戦後の昭和の時代、いわゆる高度経済成長期に、若者の文化に関連して「ヒッピー」と並んでよく使われた「アングラ」という言葉を覚えているでしょうか。今の若者世代にはまったく意味が通じないと思いますが、「アングラ」は権力に対抗して商業的ではない文化活動の総称として使われました。

アンダーグラウンド(地下)を略したもので、政治に限らず世の中のすべての権威を持つものに反対するような、時には非合法な活動を含む前衛的な文化・芸術活動であり、その独特な存在感は当時の若者に支持され一世を風靡しました。

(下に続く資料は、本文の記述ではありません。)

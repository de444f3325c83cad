//! Word-boundary recovery for text extracted without whitespace cues.
//!
//! Article text is built by concatenating stripped DOM text nodes, so words
//! from adjacent elements often run together (`"IntroductionThe market"`,
//! `"in2024revenue"`). The [`Normalizer`] inserts a space at every
//! lowercase→uppercase, acronym→Titlecase, digit→letter and letter→digit
//! transition. Nothing else is touched: no case folding, no punctuation
//! stripping.
//!
//! The passes run in a fixed order ([`DEFAULT_PASSES`]) because each pass can
//! expose boundaries hidden from the previous one. Running the full sequence
//! on its own output changes nothing.
//!
//! # Example
//!
//! ```rust
//! use lexmetric_core::normalize::normalize_text;
//!
//! assert_eq!(normalize_text("HTTPRequest"), "HTTP Request");
//! assert_eq!(normalize_text("camelCaseText"), "camel Case Text");
//! assert_eq!(normalize_text("Report2024Q1"), "Report 2024 Q 1");
//! ```

use std::fmt;
use std::sync::LazyLock;

use regex::Regex;

static CAMEL_CASE: LazyLock<Regex> = LazyLock::new(|| Regex::new(r"([a-z])([A-Z])").unwrap());
static ACRONYM: LazyLock<Regex> = LazyLock::new(|| Regex::new(r"([A-Z]+)([A-Z][a-z])").unwrap());
static DIGIT_LETTER: LazyLock<Regex> = LazyLock::new(|| Regex::new(r"([0-9])([A-Za-z])").unwrap());
static LETTER_DIGIT: LazyLock<Regex> = LazyLock::new(|| Regex::new(r"([A-Za-z])([0-9])").unwrap());

const SPLIT: &str = "${1} ${2}";

/// A single named boundary-insertion pass.
#[derive(Debug, Clone, Copy, PartialEq, Eq)]
pub enum NormalizeStep {
    /// `camelCase` → `camel Case`
    CamelCase,
    /// `HTTPRequest` → `HTTP Request`
    Acronym,
    /// `2024Report` → `2024 Report`, then `Q1` → `Q 1`
    DigitLetter,
}

impl NormalizeStep {
    pub fn name(&self) -> &'static str {
        match self {
            Self::CamelCase => "camel-case",
            Self::Acronym => "acronym",
            Self::DigitLetter => "digit-letter",
        }
    }

    /// Applies this pass to `text`.
    pub fn apply(&self, text: &str) -> String {
        match self {
            Self::CamelCase => CAMEL_CASE.replace_all(text, SPLIT).into_owned(),
            Self::Acronym => ACRONYM.replace_all(text, SPLIT).into_owned(),
            Self::DigitLetter => {
                let digits_first = DIGIT_LETTER.replace_all(text, SPLIT);
                LETTER_DIGIT.replace_all(&digits_first, SPLIT).into_owned()
            }
        }
    }
}

impl fmt::Display for NormalizeStep {
    fn fmt(&self, f: &mut fmt::Formatter<'_>) -> fmt::Result {
        f.write_str(self.name())
    }
}

/// camelCase, digit/letter, camelCase + acronym, digit/letter.
pub const DEFAULT_PASSES: &[NormalizeStep] = &[
    NormalizeStep::CamelCase,
    NormalizeStep::DigitLetter,
    NormalizeStep::CamelCase,
    NormalizeStep::Acronym,
    NormalizeStep::DigitLetter,
];

/// Ordered pipeline of normalization passes.
#[derive(Debug, Clone, PartialEq, Eq)]
pub struct Normalizer {
    steps: Vec<NormalizeStep>,
}

impl Normalizer {
    /// Creates the standard normalizer running [`DEFAULT_PASSES`].
    pub fn new() -> Self {
        Self { steps: DEFAULT_PASSES.to_vec() }
    }

    /// Creates a normalizer with a custom pass sequence.
    pub fn with_steps(steps: Vec<NormalizeStep>) -> Self {
        Self { steps }
    }

    pub fn steps(&self) -> &[NormalizeStep] {
        &self.steps
    }

    /// Runs every pass in order.
    pub fn normalize(&self, text: &str) -> String {
        self.steps
            .iter()
            .fold(text.to_string(), |acc, step| step.apply(&acc))
    }
}

impl Default for Normalizer {
    fn default() -> Self {
        Self::new()
    }
}

/// Normalizes `text` with the standard pass sequence.
pub fn normalize_text(text: &str) -> String {
    Normalizer::new().normalize(text)
}

#[cfg(test)]
mod tests {
    use super::*;
    use proptest::prelude::*;
    use rstest::rstest;

    #[rstest]
    #[case("camelCase", "camel Case")]
    #[case("someLongerCamelCaseWord", "some Longer Camel Case Word")]
    #[case("ABC", "ABC")]
    #[case("plain words", "plain words")]
    fn test_camel_case_step(#[case] input: &str, #[case] expected: &str) {
        assert_eq!(NormalizeStep::CamelCase.apply(input), expected);
    }

    #[rstest]
    #[case("HTTPRequest", "HTTP Request")]
    #[case("XMLHttpRequest", "XML HttpRequest")]
    #[case("NASA", "NASA")]
    fn test_acronym_step(#[case] input: &str, #[case] expected: &str) {
        assert_eq!(NormalizeStep::Acronym.apply(input), expected);
    }

    #[rstest]
    #[case("2024Report", "2024 Report")]
    #[case("Report2024", "Report 2024")]
    #[case("a1b2", "a 1 b 2")]
    #[case("1999", "1999")]
    fn test_digit_letter_step(#[case] input: &str, #[case] expected: &str) {
        assert_eq!(NormalizeStep::DigitLetter.apply(input), expected);
    }

    #[rstest]
    #[case("HTTPRequest", "HTTP Request")]
    #[case("Report2024Q1", "Report 2024 Q 1")]
    #[case("IntroductionThe market grew", "Introduction The market grew")]
    #[case("in2024RevenueRose", "in 2024 Revenue Rose")]
    #[case("AIAndMLTools", "AI And ML Tools")]
    #[case("", "")]
    fn test_full_sequence(#[case] input: &str, #[case] expected: &str) {
        assert_eq!(normalize_text(input), expected);
    }

    #[test]
    fn test_no_case_folding_or_punctuation_changes() {
        let text = "Hello, World! It's 'quoted'.";
        assert_eq!(normalize_text(text), text);
    }

    #[test]
    fn test_default_pass_order() {
        let normalizer = Normalizer::default();
        let names: Vec<&str> = normalizer.steps().iter().map(NormalizeStep::name).collect();
        assert_eq!(
            names,
            vec!["camel-case", "digit-letter", "camel-case", "acronym", "digit-letter"]
        );
    }

    #[test]
    fn test_custom_steps() {
        let normalizer = Normalizer::with_steps(vec![NormalizeStep::CamelCase]);
        assert_eq!(normalizer.normalize("fooBar2Baz"), "foo Bar2Baz");
    }

    proptest! {
        #[test]
        fn prop_normalize_is_idempotent(text in "[A-Za-z0-9 .,]{0,48}") {
            let once = normalize_text(&text);
            let twice = normalize_text(&once);
            prop_assert_eq!(once, twice);
        }

        #[test]
        fn prop_normalize_only_inserts_spaces(text in "[A-Za-z0-9 ]{0,48}") {
            let normalized = normalize_text(&text);
            let stripped: String = normalized.chars().filter(|c| *c != ' ').collect();
            let original: String = text.chars().filter(|c| *c != ' ').collect();
            prop_assert_eq!(stripped, original);
        }
    }
}
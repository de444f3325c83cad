//! Error types for lexmetric operations.
//!
//! This module defines the main error type [`LexmetricError`] which covers
//! setup and I/O failures (fetching, extraction, lexicon loading, report
//! writing), and [`AnalysisError`], the per-document failure returned by
//! [`Analyzer::analyze`](crate::Analyzer::analyze).
//!
//! Per-document errors never abort a batch: the batch driver records them as
//! [`DocumentFailure`](crate::DocumentFailure) values and moves on.
//!
//! # Example
//!
//! ```rust
//! use lexmetric_core::{LexmetricError, Result};
//!
//! fn require_text(text: &str) -> Result<&str> {
//!     if text.trim().is_empty() {
//!         return Err(LexmetricError::NoArticle("empty input".to_string()));
//!     }
//!     Ok(text)
//! }
//! # assert!(require_text("").is_err());
//! ```

use std::path::PathBuf;
use thiserror::Error;

/// Main error type for fetching, extraction, lexicon and report operations.
#[derive(Error, Debug)]
pub enum LexmetricError {
    /// HTTP request errors from reqwest.
    ///
    /// This variant wraps network errors, DNS failures, connection issues,
    /// and other HTTP-related problems.
    #[cfg(feature = "fetch")]
    #[error("HTTP request failed: {0}")]
    HttpError(#[from] reqwest::Error),

    /// The server answered with a non-success status code.
    #[error("HTTP status {status} for {url}")]
    HttpStatus { status: u16, url: String },

    /// Request timeout.
    ///
    /// Returned when an HTTP request exceeds the configured timeout duration.
    #[error("Request timed out after {timeout} seconds")]
    Timeout { timeout: u64 },

    /// Invalid URL provided.
    #[error("Invalid URL: {0}")]
    InvalidUrl(String),

    /// HTML parsing errors, usually an invalid CSS selector.
    #[error("Failed to parse HTML: {0}")]
    HtmlParseError(String),

    /// The page has none of the expected article markup.
    #[error("No article content found: {0}")]
    NoArticle(String),

    /// File not found.
    #[error("File not found: {0}")]
    FileNotFound(PathBuf),

    /// Wraps standard I/O errors for file operations.
    #[error("I/O error: {0}")]
    Io(#[from] std::io::Error),

    /// A lexicon file or directory could not be used.
    #[error("Lexicon error: {0}")]
    LexiconError(String),

    /// Input list or report CSV errors.
    #[error("CSV error: {0}")]
    CsvError(#[from] csv::Error),

    /// Input list is structurally valid CSV but misses a required column.
    #[error("Input list error: {0}")]
    InputError(String),

    /// JSON report serialization errors.
    #[error("JSON error: {0}")]
    JsonError(#[from] serde_json::Error),
}

/// Result type alias for LexmetricError.
///
/// This is a convenience alias for `std::result::Result<T, LexmetricError>`.
pub type Result<T> = std::result::Result<T, LexmetricError>;

/// Failure analyzing a single document.
#[derive(Error, Debug, Clone, PartialEq)]
pub enum AnalysisError {
    /// The normalized text produced no words or no sentences.
    #[error("Document is empty ({words} words, {sentences} sentences)")]
    EmptyDocument { words: usize, sentences: usize },

    /// Any other failure while computing metrics.
    #[error("Analysis failed: {0}")]
    Failed(String),
}

#[cfg(test)]
mod tests {
    use super::*;

    #[test]
    fn test_error_display() {
        let err = LexmetricError::InvalidUrl("not a url".to_string());
        assert!(err.to_string().contains("Invalid URL"));
    }

    #[test]
    fn test_http_status_error() {
        let err = LexmetricError::HttpStatus { status: 404, url: "https://example.com/x".to_string() };
        assert!(err.to_string().contains("404"));
        assert!(err.to_string().contains("example.com/x"));
    }

    #[test]
    fn test_timeout_error() {
        let err = LexmetricError::Timeout { timeout: 30 };
        assert!(err.to_string().contains("30"));
    }

    #[test]
    fn test_empty_document_error() {
        let err = AnalysisError::EmptyDocument { words: 0, sentences: 1 };
        assert!(err.to_string().contains("0 words"));
        assert!(err.to_string().contains("1 sentences"));
    }

    #[test]
    fn test_io_error_conversion() {
        let io = std::io::Error::new(std::io::ErrorKind::PermissionDenied, "denied");
        let err: LexmetricError = io.into();
        assert!(matches!(err, LexmetricError::Io(_)));
    }
}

しかし、彼らも名前が知られるようになると、次第に表舞台に出るようになり、商業化へソフト・ランディングを余儀なくされていきました。

アングラ演劇では、唐十郎と共に有名になったのが、演劇集団「天井桟敷」を率いた寺山修司でした。昭和10年(1935年)、警察官の息子として青森に生まれた寺山は、戦後進駐軍の関連の施設などを転々とし、中学2年の時に同級生の影響で俳句を始めました。

昭和29年、早稲田大学に入学。寺山の興味は、俳句よりも短歌に移っていて、しだいに注目されるようになりましたが、その一方で歌壇・俳壇からは、有名歌・有名句からの引用と思えるような内容が多かったため「模倣小僧」と蔑称されてしまいます。

腎臓病を発症し、大学は1年で中退しますが、戯曲の処女作が好評を博ししだいに演劇関係の仕事が増えていきました。昭和42年に「天井桟敷」を結成し、評論集「書を捨てよ、町へ出よう」、映画でも「田園に死す」などの代表作を残し、昭和58年肝硬変・敗血症により47歳で亡くなりました。

目つむりていても吾を統ぶ五月の鷹 寺山修司

燃ゆる頬花よりおこす誕生日 寺山修司

暗室より水の音する母の情事 寺山修司

恋地獄草矢で胸を狙い打ち 寺山修司

寺山は短歌については、リアルタイムに歌集を数冊ほど出版していましたが、俳句については40歳に近づいて初めて取りまとめた自選句集を刊行しました。これらは、その中に収載されたものですが、反安保に揺れた60年代の空気を多感な青春期に吸っていないとなかなか共感しにくい。

何となく伝わるものはありますが、定型ではないといって自由律とも言えず、季語は何かしら入っているもののまったく頼っていないというところが、まさに「アングラ」なのでしょうか。

ただ、アウトサイダーを気取っているものの、心の奥底ではどこかひ弱でいろいろな愛情を渇望しているような印象を持ちます。反発と渇望する気持ちとは、紙一重、表裏一体みたいなところかあると思います。

ふるさとの山の姿や絵双六 寺山修司

旅の鞄に菫いくども傷つけられ 寺山修司

蝉鳴いて母校に知らぬ師の多し 寺山修司

父ありき書物のなかに春を閉じ 寺山修司

寺山は、父の仕事のために青森県内を転々とする少年時代を過ごしたためか、「自分にふるさとはない」とうそぶいていたようですが、これらの俳句の中には捨てがたい郷愁のようなものを感じます。

父が出征したため母と二人で苦労した戦時中、そして戦死したため追いかけ抜き去りたくてもできない父親の背中をずっと見ているようなところもあるかもしれません。それらを自己解決できないうちに、寺山は早死したのです。